2 pihak ini harus bertanggung jawab jika muncul klaster akibat kampanye langsung

PKPU 10/2020 tentang Pelaksanaan Pilkada dalam Kondisi Bencana Nonalam, menerangkan bahwa peserta pemilu dapat kampannye.

Ilustrasi pilkada. Alinea.id/Dwi Setiawan

Presiden Joko Widodo dan Dewan Perwakilan Rakyat Republik Indonesia (DPR) dinilai pihak yang paling tepat untuk disalahkan atas adanya aturan yang memperbolehkan para kandidat Pilkada Serentak 2020 menggelar kampanye langsung di tengah pandemi Covid-19.

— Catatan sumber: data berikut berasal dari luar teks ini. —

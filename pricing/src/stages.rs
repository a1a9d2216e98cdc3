//! Pure pricing stages.
//!
//! Each stage takes the running total plus already-fetched data and returns
//! the new running total with the line items it produced. No stage performs
//! I/O and no stage rounds; rounding happens once at the tax boundary.

use crate::breakdown::{DayAdjustment, LineItem, Savings};
use chrono::{Datelike, NaiveDate, Weekday};
use hotel_ops_core::Decimal;
use hotel_ops_core::rates::{PricingStrategy, SeasonalRate, StrategyContext, by_priority};
use hotel_ops_core::types::{Money, StayDates};
use rust_decimal::RoundingStrategy;

/// Friday and Saturday nights carry the weekend premium
#[must_use]
pub fn is_weekend_night(date: NaiveDate) -> bool {
    matches!(date.weekday(), Weekday::Fri | Weekday::Sat)
}

/// Sorts strategies into application order (priority desc, id asc)
pub fn order_strategies(strategies: &mut [PricingStrategy]) {
    strategies.sort_by(|a, b| by_priority((a.priority, a.id.value()), (b.priority, b.id.value())));
}

/// Sorts seasonal rates into application order (priority desc, id asc)
pub fn order_seasonal_rates(rates: &mut [SeasonalRate]) {
    rates.sort_by(|a, b| by_priority((a.priority, a.id.value()), (b.priority, b.id.value())));
}

/// Adds the delta of every matching strategy.
///
/// Deltas are computed against `base_total`, never against each other's
/// output. Strategies whose rule does not match, or whose delta is zero,
/// contribute nothing and are not listed.
#[must_use]
pub fn apply_strategies(
    running_total: Money,
    base_total: Money,
    strategies: &[PricingStrategy],
    ctx: &StrategyContext,
) -> (Money, Vec<LineItem>) {
    let mut total = running_total;
    let mut lines = Vec::new();
    for strategy in strategies.iter().filter(|strategy| strategy.rule.matches(ctx)) {
        let delta = strategy.adjustment(base_total);
        if delta.is_zero() {
            continue;
        }
        total += delta;
        lines.push(LineItem {
            label: strategy.name.clone(),
            amount: delta,
        });
    }
    (total, lines)
}

/// Folds the running total through every seasonal rate in order
#[must_use]
pub fn apply_seasonal_rates(
    running_total: Money,
    rates: &[SeasonalRate],
) -> (Money, Vec<LineItem>) {
    let mut total = running_total;
    let mut lines = Vec::new();
    for rate in rates {
        let next = rate.apply(total);
        let delta = next - total;
        total = next;
        if !delta.is_zero() {
            lines.push(LineItem {
                label: rate.season_name.clone(),
                amount: delta,
            });
        }
    }
    (total, lines)
}

/// Adds `premium_rate` of the average nightly share for each Friday/Saturday night.
///
/// The share is `running_total / nights`, taken once before any premium is
/// added, so every weekend night gets the same premium.
#[must_use]
pub fn apply_weekend_premium(
    running_total: Money,
    stay: &StayDates,
    premium_rate: Decimal,
) -> (Money, Vec<DayAdjustment>) {
    let Some(nightly_share) = running_total.split(stay.nights()) else {
        return (running_total, Vec::new());
    };
    let premium = nightly_share.scale(premium_rate);

    let days: Vec<DayAdjustment> = stay
        .each_night()
        .filter(|night| is_weekend_night(*night))
        .map(|date| DayAdjustment {
            date,
            amount: premium,
        })
        .collect();
    let total = running_total + days.iter().map(|day| day.amount).sum::<Money>();
    (total, days)
}

/// Tax on the pre-tax subtotal, rounded to cents
#[must_use]
pub fn tax_on(subtotal: Money, tax_rate: Decimal) -> Money {
    subtotal.scale(tax_rate).rounded()
}

/// Savings of `subtotal` against `base_total`, only when positive
#[must_use]
pub fn savings(base_total: Money, subtotal: Money) -> Option<Savings> {
    let saved = base_total - subtotal;
    if !saved.is_positive() || !base_total.is_positive() {
        return None;
    }
    let ratio = (saved.amount() / base_total.amount())
        .round_dp_with_strategy(4, RoundingStrategy::MidpointAwayFromZero);
    let percentage = (ratio * Decimal::ONE_HUNDRED)
        .round_dp_with_strategy(2, RoundingStrategy::MidpointAwayFromZero);
    Some(Savings {
        amount: saved.rounded(),
        percentage,
    })
}

#[cfg(test)]
#[allow(clippy::unwrap_used)]
mod tests {
    use super::*;
    use hotel_ops_core::rates::{RateAdjustment, StrategyRule};
    use hotel_ops_core::types::{HotelId, SeasonalRateId, StrategyId};
    use proptest::prelude::*;
    use rust_decimal_macros::dec;

    fn date(y: i32, m: u32, d: u32) -> NaiveDate {
        NaiveDate::from_ymd_opt(y, m, d).unwrap()
    }

    fn strategy(
        id: u64,
        name: &str,
        multiplier: Decimal,
        priority: i32,
        rule: StrategyRule,
    ) -> PricingStrategy {
        PricingStrategy {
            id: StrategyId::new(id),
            hotel_id: HotelId::new(1),
            name: name.to_string(),
            room_type: None,
            multiplier,
            priority,
            active: true,
            effective_from: None,
            effective_to: None,
            rule,
        }
    }

    fn season(id: u64, name: &str, adjustment: RateAdjustment, priority: i32) -> SeasonalRate {
        SeasonalRate {
            id: SeasonalRateId::new(id),
            hotel_id: HotelId::new(1),
            season_name: name.to_string(),
            start_date: date(2025, 1, 1),
            end_date: date(2025, 12, 31),
            room_type: None,
            adjustment,
            priority,
            active: true,
        }
    }

    const CTX: StrategyContext = StrategyContext {
        advance_days: 30,
        nights: 3,
        occupancy: None,
    };

    #[test]
    fn test_strategy_deltas_are_additive_against_base() {
        let base = Money::from_major(300);
        let strategies = vec![
            strategy(1, "Early bird", dec!(0.9), 5, StrategyRule::EarlyBird { advance_days: 14 }),
            strategy(2, "Flat uplift", dec!(1.1), 1, StrategyRule::Flat),
        ];
        let (total, lines) = apply_strategies(base, base, &strategies, &CTX);
        // -30 + 30, not compounded
        assert_eq!(total, base);
        assert_eq!(lines.len(), 2);
        assert_eq!(lines[0].amount, Money::from_major(-30));
        assert_eq!(lines[1].amount, Money::from_major(30));
    }

    #[test]
    fn test_zero_delta_strategy_is_not_listed() {
        let base = Money::from_major(300);
        let strategies = vec![strategy(1, "Neutral", Decimal::ONE, 0, StrategyRule::Flat)];
        let (total, lines) = apply_strategies(base, base, &strategies, &CTX);
        assert_eq!(total, base);
        assert!(lines.is_empty());
    }

    #[test]
    fn test_ordering_priority_desc_then_id_asc() {
        let mut strategies = vec![
            strategy(3, "c", dec!(1.1), 1, StrategyRule::Flat),
            strategy(2, "b", dec!(1.1), 9, StrategyRule::Flat),
            strategy(1, "a", dec!(1.1), 9, StrategyRule::Flat),
        ];
        order_strategies(&mut strategies);
        let names: Vec<_> = strategies.iter().map(|s| s.name.as_str()).collect();
        assert_eq!(names, vec!["a", "b", "c"]);
    }

    #[test]
    fn test_seasonal_rates_compound_in_order() {
        let mut rates = vec![
            season(2, "Festival", RateAdjustment::Fixed(Money::from_major(50)), 1),
            season(1, "Summer", RateAdjustment::Multiplier(dec!(1.5)), 10),
        ];
        order_seasonal_rates(&mut rates);
        let (total, lines) = apply_seasonal_rates(Money::from_major(200), &rates);
        // 200 * 1.5 = 300, then + 50
        assert_eq!(total, Money::from_major(350));
        assert_eq!(lines[0].label, "Summer");
        assert_eq!(lines[0].amount, Money::from_major(100));
        assert_eq!(lines[1].amount, Money::from_major(50));
    }

    #[test]
    fn test_neutral_season_is_not_listed() {
        let rates = vec![season(1, "Shoulder", RateAdjustment::Multiplier(Decimal::ONE), 0)];
        let (total, lines) = apply_seasonal_rates(Money::from_major(200), &rates);
        assert_eq!(total, Money::from_major(200));
        assert!(lines.is_empty());
    }

    #[test]
    fn test_weekend_premium_on_friday_and_saturday() {
        // Fri 2025-06-06 .. Mon 2025-06-09
        let stay = StayDates::new(date(2025, 6, 6), date(2025, 6, 9)).unwrap();
        let (total, days) = apply_weekend_premium(Money::from_major(300), &stay, dec!(0.20));
        assert_eq!(days.len(), 2);
        assert_eq!(days[0].date, date(2025, 6, 6));
        assert_eq!(days[1].date, date(2025, 6, 7));
        assert_eq!(total, Money::from_major(340));
    }

    #[test]
    fn test_weekend_premium_uses_average_nightly_share() {
        let stay = StayDates::new(date(2025, 6, 5), date(2025, 6, 8)).unwrap();
        let (total, days) = apply_weekend_premium(Money::from_major(100), &stay, dec!(0.20));
        // share = 33.333..., premium unrounded
        assert_eq!(days.len(), 2);
        assert_eq!(days[0].amount, days[1].amount);
        assert_eq!(total.rounded(), Money::from_minor(11_333));
    }

    #[test]
    fn test_savings_only_when_positive() {
        assert_eq!(savings(Money::from_major(300), Money::from_major(300)), None);
        assert_eq!(savings(Money::from_major(300), Money::from_major(340)), None);
        let saved = savings(Money::from_major(300), Money::from_major(270)).unwrap();
        assert_eq!(saved.amount, Money::from_major(30));
        assert_eq!(saved.percentage, dec!(10.00));
    }

    #[test]
    fn test_savings_percentage_rounding() {
        let saved = savings(Money::from_major(300), Money::from_major(200)).unwrap();
        // 0.3333 * 100
        assert_eq!(saved.percentage, dec!(33.33));
    }

    #[test]
    fn test_tax_is_rounded_half_up() {
        assert_eq!(tax_on(Money::from_major(270), dec!(0.15)), Money::from_minor(4050));
        assert_eq!(tax_on(Money::from_minor(3), dec!(0.5)), Money::from_minor(2));
    }

    proptest! {
        #[test]
        fn prop_non_matching_strategy_is_a_no_op(
            base_major in 1i64..100_000,
            multiplier_pct in 1i64..300,
            nights in 1u32..6,
        ) {
            let base = Money::from_major(base_major);
            let ctx = StrategyContext { advance_days: 0, nights, occupancy: None };
            let strategies = vec![strategy(
                1,
                "Long stay",
                Decimal::new(multiplier_pct, 2),
                0,
                StrategyRule::LengthOfStay { min_nights: 7 },
            )];
            let (total, lines) = apply_strategies(base, base, &strategies, &ctx);
            prop_assert_eq!(total, base);
            prop_assert!(lines.is_empty());
        }

        #[test]
        fn prop_weekday_only_stays_have_no_premium(base_major in 1i64..10_000, nights in 1u32..4) {
            // Monday 2025-06-02; up to Thursday night
            let check_in = date(2025, 6, 2);
            let check_out = check_in + chrono::Days::new(u64::from(nights));
            let stay = StayDates::new(check_in, check_out).unwrap();
            let base = Money::from_major(base_major);
            let (total, days) = apply_weekend_premium(base, &stay, dec!(0.20));
            prop_assert_eq!(total, base);
            prop_assert!(days.is_empty());
        }
    }
}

Adapun aturan yang dimaksud ialah Peraturan Pemerintah Pengganti Undang-Undang (Perppu) Nomor 2 Tahun 2020 tentang Perubahan Ketiga atas Undang-Undang Nomor 1 Tahun 2015 tentang Penetapan Peraturan Pemerintah Pengganti Undang-Undang Nomor 1 Tahun 2014 tentang Pemilihan Gubernur, Bupati, dan Wali kota.

"Pihak yang lebih tepat dipermasalahkan soal rapat umum offline di tengah wabah adalah presiden (yang membuat Perpu) dan DPR yang mengundangkan Perpu menjadi UU Pilkada," ujar peneliti Perludem Usep Hasan Sadikin, saat dihubungi, Kamis (17/9).

Menurutnya, regulasi pilkada hasil perppu mempunyai kekuatan untuk dapat menunda kampanye langsung meski keadaan pandemi belum membaik. Baginya, keadaan saat pemungutan suara pada Desember 2020 akan lebih buruk jika tidak ada aturan untuk menunda pelaksanaan Pilkada Serentak 2020.

"Artinya, pemerintah dan DPR bisa melanggar hukum yang dibuatnya sendiri jika pilkada tidak ditunda lagi saat wabah masih buruk bahkan bertambah buruk," ujar Usep.